While some business models are more relevant to financial inclusion than others, the overall impact of fintech innovation has been to unbundle value chains in ways that could prove beneficial for low-income customers and providers who serve them. On the consumer end, this means customers gain access to a rapidly growing range of financial service providers, often with innovative models that offer products in a different way, at lower cost, with fewer preconditions and less administrative red tape. On the back end, it means that providers themselves are able to rely on a growing range of third-party fintechs who offer highly specialized, value-adding, and cost-effective solutions to core banking processes. In both cases, highly scalable innovators are redefining how banking works. For an overview, see this short animated video.

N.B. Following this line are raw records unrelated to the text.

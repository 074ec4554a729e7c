//! Catalog client and discovery helpers against a mock catalog.

use serde_json::{json, Value};
use wave_proto::catalog::{CatalogClient, Entity};
use wave_proto::discover::{artist_spotlight, genre_tracks, trending};
use wave_proto::error::CatalogError;
use wiremock::matchers::{method, path, query_param};
use wiremock::{Mock, MockServer, Request, ResponseTemplate};

fn song(id: u64, preview: bool) -> Value {
    let mut v = json!({
        "wrapperType": "track",
        "trackId": id,
        "trackName": format!("Song {id}"),
        "artistName": "Artist",
        "artworkUrl100": format!("https://art.example/{id}/100x100bb.jpg"),
        "trackTimeMillis": 215_000,
        "trackPrice": 1.29,
        "primaryGenreName": "Pop"
    });
    if preview {
        v["previewUrl"] = json!(format!("https://audio.example/{id}.m4a"));
    }
    v
}

fn body(results: Vec<Value>) -> Value {
    json!({ "resultCount": results.len(), "results": results })
}

async fn client_for(server: &MockServer) -> CatalogClient {
    CatalogClient::with_base_url(&format!("{}/search", server.uri())).unwrap()
}

// =============================================================================
// Search
// =============================================================================

mod search {
    use super::*;

    #[tokio::test]
    async fn test_sends_expected_query() {
        let server = MockServer::start().await;
        Mock::given(method("GET"))
            .and(path("/search"))
            .and(query_param("term", "arijit singh"))
            .and(query_param("limit", "24"))
            .and(query_param("entity", "song"))
            .and(query_param("media", "music"))
            .respond_with(ResponseTemplate::new(200).set_body_json(body(vec![song(1, true), song(2, false)])))
            .expect(1)
            .mount(&server)
            .await;

        let client = client_for(&server).await;
        let results = client.search("arijit singh", 24, Entity::Song).await.unwrap();

        assert_eq!(results.result_count, 2);
        let cards = results.cards();
        assert_eq!(cards.len(), 2);
        assert_eq!(cards[0].track.title(), "Song 1");
        assert_eq!(cards[0].track.art(), "https://art.example/1/300x300bb.jpg");
        assert_eq!(cards[0].duration_ms, Some(215_000));
        assert!(!cards[1].track.is_playable());
    }

    #[tokio::test]
    async fn test_zero_results_is_empty_not_error() {
        let server = MockServer::start().await;
        Mock::given(method("GET"))
            .respond_with(ResponseTemplate::new(200).set_body_json(json!({ "resultCount": 0, "results": [] })))
            .mount(&server)
            .await;

        let results = client_for(&server)
            .await
            .search("zzzzqqq", 24, Entity::Song)
            .await
            .unwrap();
        assert!(results.is_empty());
    }

    #[tokio::test]
    async fn test_server_error_maps_to_remote() {
        let server = MockServer::start().await;
        Mock::given(method("GET"))
            .respond_with(ResponseTemplate::new(503))
            .mount(&server)
            .await;

        let err = client_for(&server)
            .await
            .search("x", 24, Entity::Song)
            .await
            .unwrap_err();
        assert!(matches!(err, CatalogError::Remote { status: 503 }));
    }

    #[tokio::test]
    async fn test_garbage_body_maps_to_decode() {
        let server = MockServer::start().await;
        Mock::given(method("GET"))
            .respond_with(ResponseTemplate::new(200).set_body_string("<html>nope</html>"))
            .mount(&server)
            .await;

        let err = client_for(&server)
            .await
            .search("x", 24, Entity::Song)
            .await
            .unwrap_err();
        assert!(matches!(err, CatalogError::Decode(_)));
    }

    #[tokio::test]
    async fn test_refused_connection_maps_to_transport() {
        let client = CatalogClient::with_base_url("http://127.0.0.1:1/search").unwrap();
        let err = client.search("x", 24, Entity::Song).await.unwrap_err();
        assert!(matches!(err, CatalogError::Transport(_)));
    }
}

// =============================================================================
// Discovery
// =============================================================================

mod discovery {
    use super::*;

    #[tokio::test]
    async fn test_trending_keeps_playable_only() {
        let server = MockServer::start().await;
        Mock::given(method("GET"))
            .and(query_param("limit", "2"))
            .respond_with(|req: &Request| {
                // one playable and one silent track per term
                let term = req
                    .url
                    .query_pairs()
                    .find(|(k, _)| k == "term")
                    .map(|(_, v)| v.len() as u64)
                    .unwrap_or(0);
                ResponseTemplate::new(200).set_body_json(body(vec![song(term * 10, true), song(term * 10 + 1, false)]))
            })
            .expect(3)
            .mount(&server)
            .await;

        let terms: Vec<String> = ["a", "bb", "ccc"].iter().map(|s| s.to_string()).collect();
        let tracks = trending(&client_for(&server).await, &terms, 3, 2).await.unwrap();

        assert_eq!(tracks.len(), 3);
        assert!(tracks.iter().all(|t| t.is_playable()));
    }

    #[tokio::test]
    async fn test_trending_fails_when_any_request_fails() {
        let server = MockServer::start().await;
        Mock::given(method("GET"))
            .and(query_param("term", "bad"))
            .respond_with(ResponseTemplate::new(500))
            .mount(&server)
            .await;
        Mock::given(method("GET"))
            .respond_with(ResponseTemplate::new(200).set_body_json(body(vec![song(1, true)])))
            .mount(&server)
            .await;

        let terms = vec!["good".to_string(), "bad".to_string()];
        let err = trending(&client_for(&server).await, &terms, 2, 2).await.unwrap_err();
        assert!(matches!(err, CatalogError::Remote { status: 500 }));
    }

    #[tokio::test]
    async fn test_genre_tracks_uses_limit() {
        let server = MockServer::start().await;
        Mock::given(method("GET"))
            .and(query_param("term", "jazz"))
            .and(query_param("limit", "16"))
            .respond_with(ResponseTemplate::new(200).set_body_json(body(vec![song(5, true)])))
            .expect(1)
            .mount(&server)
            .await;

        let cards = genre_tracks(&client_for(&server).await, "jazz", 16).await.unwrap();
        assert_eq!(cards.len(), 1);
        assert_eq!(cards[0].track.id(), "5");
    }

    #[tokio::test]
    async fn test_spotlight_lookup_filters_collections() {
        let server = MockServer::start().await;
        Mock::given(method("GET"))
            .and(query_param("entity", "album"))
            .and(query_param("limit", "12"))
            .respond_with(ResponseTemplate::new(200).set_body_json(body(vec![
                json!({ "wrapperType": "artist", "artistName": "A. R. Rahman" }),
                json!({
                    "wrapperType": "collection",
                    "collectionType": "Album",
                    "collectionName": "Roja",
                    "artistName": "A. R. Rahman",
                    "primaryGenreName": "Soundtrack",
                    "artworkUrl100": "https://art.example/roja/100x100bb.jpg"
                }),
            ])))
            .expect(1)
            .mount(&server)
            .await;

        let spotlight = artist_spotlight(&client_for(&server).await, "A.R. Rahman")
            .await
            .unwrap()
            .unwrap();
        assert_eq!(spotlight.artist_name, "A. R. Rahman");
        assert_eq!(spotlight.albums.len(), 1);
        assert_eq!(spotlight.albums[0].title, "Roja");
        assert_eq!(spotlight.art, "https://art.example/roja/600x600bb.jpg");

        let requests = server.received_requests().await.unwrap();
        assert!(requests[0].url.query_pairs().all(|(k, _)| k != "media"));
    }

    #[tokio::test]
    async fn test_spotlight_none_without_albums() {
        let server = MockServer::start().await;
        Mock::given(method("GET"))
            .respond_with(ResponseTemplate::new(200).set_body_json(body(vec![song(1, true)])))
            .mount(&server)
            .await;

        let spotlight = artist_spotlight(&client_for(&server).await, "Nobody").await.unwrap();
        assert!(spotlight.is_none());
    }
}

According to The World Bank, more than 55 countries have committed to financial inclusion, and over 60 had initiated or were preparing national strategies as of 2018.
Digital financial services (DFS) have become the leading driver of inclusion for the unbanked around the world, particularly in developing countries. What makes this possible is not only innovation in products and technology but regulation. CGAP has identified four building blocks for creating an enabling a safe DFS regulatory framework:
- Nonbank e-money issuance
- Use of agents
- Risk-based customer due diligence
- Consumer protection
Financial services play a variety of roles in helping people to access basic services. For example, off-grid solar companies are leveraging digital payments along with remote lockout technology to help low-income households finance solar energy to light their homes. Utilities are using similar business models, built on digital payments, to expand access to clean water. Financial services can remove barriers to education by increasing transparency in the use of public education funds, improving teacher’s presence and accountability, and expanding access to education finance for low-income families.